- INSTRUCTIONS FOR THE TASK -
Starting at the first line of the entries below, output every line exactly, up to and including the line with "use super::constants::*;".

- DATASET EXCERPTS -
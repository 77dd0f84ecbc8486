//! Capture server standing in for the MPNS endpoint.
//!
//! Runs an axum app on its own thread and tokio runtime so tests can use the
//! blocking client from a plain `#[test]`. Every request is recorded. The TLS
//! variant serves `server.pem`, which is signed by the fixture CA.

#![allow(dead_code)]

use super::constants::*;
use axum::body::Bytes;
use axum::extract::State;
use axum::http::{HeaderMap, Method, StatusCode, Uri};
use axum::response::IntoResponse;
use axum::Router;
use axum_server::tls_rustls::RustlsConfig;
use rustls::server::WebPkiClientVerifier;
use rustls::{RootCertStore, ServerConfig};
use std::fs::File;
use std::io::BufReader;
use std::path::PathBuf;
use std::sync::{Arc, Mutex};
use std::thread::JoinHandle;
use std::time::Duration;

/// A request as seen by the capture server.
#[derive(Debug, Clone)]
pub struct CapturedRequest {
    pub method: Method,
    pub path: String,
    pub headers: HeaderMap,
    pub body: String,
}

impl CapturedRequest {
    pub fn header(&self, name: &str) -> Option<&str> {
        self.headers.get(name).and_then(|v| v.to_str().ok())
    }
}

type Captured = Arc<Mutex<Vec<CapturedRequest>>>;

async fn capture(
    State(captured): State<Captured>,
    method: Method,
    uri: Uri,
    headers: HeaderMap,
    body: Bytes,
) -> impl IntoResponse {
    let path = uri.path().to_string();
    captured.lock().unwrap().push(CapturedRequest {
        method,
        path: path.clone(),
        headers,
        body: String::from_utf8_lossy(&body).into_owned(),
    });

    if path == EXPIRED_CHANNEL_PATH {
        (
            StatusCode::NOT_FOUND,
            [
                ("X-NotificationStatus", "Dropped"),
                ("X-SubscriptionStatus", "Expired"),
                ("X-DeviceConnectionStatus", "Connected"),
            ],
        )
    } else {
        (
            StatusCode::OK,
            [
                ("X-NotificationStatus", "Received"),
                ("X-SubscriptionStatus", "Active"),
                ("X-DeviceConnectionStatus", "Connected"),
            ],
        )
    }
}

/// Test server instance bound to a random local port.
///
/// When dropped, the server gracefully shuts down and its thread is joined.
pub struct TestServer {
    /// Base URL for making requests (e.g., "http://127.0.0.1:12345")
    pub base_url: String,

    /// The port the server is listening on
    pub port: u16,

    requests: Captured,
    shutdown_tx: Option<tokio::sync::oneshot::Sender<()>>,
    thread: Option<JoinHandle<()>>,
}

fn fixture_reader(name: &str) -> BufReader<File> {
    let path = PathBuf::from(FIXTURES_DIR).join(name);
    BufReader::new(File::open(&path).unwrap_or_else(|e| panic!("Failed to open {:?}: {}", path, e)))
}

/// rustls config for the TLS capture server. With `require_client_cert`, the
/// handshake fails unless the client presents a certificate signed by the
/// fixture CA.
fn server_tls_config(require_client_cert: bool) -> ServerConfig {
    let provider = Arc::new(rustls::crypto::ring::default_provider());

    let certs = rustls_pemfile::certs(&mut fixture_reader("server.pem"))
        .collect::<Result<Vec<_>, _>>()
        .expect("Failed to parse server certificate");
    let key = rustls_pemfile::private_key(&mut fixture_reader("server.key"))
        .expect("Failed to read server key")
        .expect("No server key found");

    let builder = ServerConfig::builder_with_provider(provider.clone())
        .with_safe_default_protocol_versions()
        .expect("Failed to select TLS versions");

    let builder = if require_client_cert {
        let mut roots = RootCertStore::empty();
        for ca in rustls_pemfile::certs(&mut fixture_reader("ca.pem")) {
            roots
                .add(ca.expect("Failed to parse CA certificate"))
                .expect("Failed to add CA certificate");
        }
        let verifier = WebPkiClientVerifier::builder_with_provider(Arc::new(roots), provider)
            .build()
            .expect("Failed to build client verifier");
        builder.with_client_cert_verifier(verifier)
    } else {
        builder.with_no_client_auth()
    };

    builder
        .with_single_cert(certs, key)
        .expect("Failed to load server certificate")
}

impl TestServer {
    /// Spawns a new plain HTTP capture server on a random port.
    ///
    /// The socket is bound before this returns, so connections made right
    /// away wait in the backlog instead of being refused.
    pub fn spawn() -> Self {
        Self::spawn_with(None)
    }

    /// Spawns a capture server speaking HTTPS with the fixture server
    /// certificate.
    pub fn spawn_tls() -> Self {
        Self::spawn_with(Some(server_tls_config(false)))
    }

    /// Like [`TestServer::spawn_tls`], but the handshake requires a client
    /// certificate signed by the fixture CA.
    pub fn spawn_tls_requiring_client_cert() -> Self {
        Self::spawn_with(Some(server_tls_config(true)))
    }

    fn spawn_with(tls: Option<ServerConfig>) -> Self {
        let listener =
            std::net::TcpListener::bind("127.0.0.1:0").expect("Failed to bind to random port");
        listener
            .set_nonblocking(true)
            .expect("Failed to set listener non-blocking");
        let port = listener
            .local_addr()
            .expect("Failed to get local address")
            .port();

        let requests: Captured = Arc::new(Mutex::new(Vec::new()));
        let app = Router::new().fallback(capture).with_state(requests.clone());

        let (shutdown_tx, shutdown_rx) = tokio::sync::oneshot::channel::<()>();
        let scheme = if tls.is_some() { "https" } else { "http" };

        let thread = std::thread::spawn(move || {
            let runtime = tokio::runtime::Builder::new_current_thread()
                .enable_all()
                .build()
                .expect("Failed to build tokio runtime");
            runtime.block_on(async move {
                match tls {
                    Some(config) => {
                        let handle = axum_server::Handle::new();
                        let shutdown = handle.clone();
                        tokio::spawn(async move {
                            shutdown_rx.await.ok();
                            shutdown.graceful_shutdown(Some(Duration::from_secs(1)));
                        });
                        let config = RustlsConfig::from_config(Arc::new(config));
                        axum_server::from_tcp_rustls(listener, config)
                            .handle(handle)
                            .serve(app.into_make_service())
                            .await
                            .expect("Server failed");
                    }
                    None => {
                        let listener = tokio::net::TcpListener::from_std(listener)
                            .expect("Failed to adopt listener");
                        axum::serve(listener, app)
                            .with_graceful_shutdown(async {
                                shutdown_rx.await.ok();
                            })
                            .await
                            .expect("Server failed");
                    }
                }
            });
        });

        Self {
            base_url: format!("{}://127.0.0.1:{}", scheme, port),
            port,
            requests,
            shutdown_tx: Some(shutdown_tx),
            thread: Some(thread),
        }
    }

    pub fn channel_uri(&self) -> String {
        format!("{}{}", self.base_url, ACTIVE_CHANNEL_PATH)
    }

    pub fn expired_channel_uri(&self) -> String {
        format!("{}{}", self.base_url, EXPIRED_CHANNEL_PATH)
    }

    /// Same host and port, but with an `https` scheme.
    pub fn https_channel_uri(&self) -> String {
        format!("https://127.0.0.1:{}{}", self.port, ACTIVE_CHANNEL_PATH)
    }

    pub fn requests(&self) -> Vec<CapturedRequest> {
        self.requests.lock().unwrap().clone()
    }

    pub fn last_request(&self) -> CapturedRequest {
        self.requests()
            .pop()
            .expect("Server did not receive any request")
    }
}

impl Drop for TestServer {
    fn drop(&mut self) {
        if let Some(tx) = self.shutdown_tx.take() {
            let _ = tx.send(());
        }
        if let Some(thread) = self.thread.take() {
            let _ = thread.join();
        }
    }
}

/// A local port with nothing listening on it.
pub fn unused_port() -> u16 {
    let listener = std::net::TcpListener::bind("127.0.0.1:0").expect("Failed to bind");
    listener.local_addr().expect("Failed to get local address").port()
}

- ANSWER SPACE -
repository 77dd0f84ecbc8486
//! Capture server standing in for the MPNS endpoint.
//!
//! Runs an axum app on its own thread and tokio runtime so tests can use the
//! blocking client from a plain `#[test]`. Every request is recorded. The TLS
//! variant serves `server.pem`, which is signed by the fixture CA.

#![allow(dead_code)]

use super::constants::*;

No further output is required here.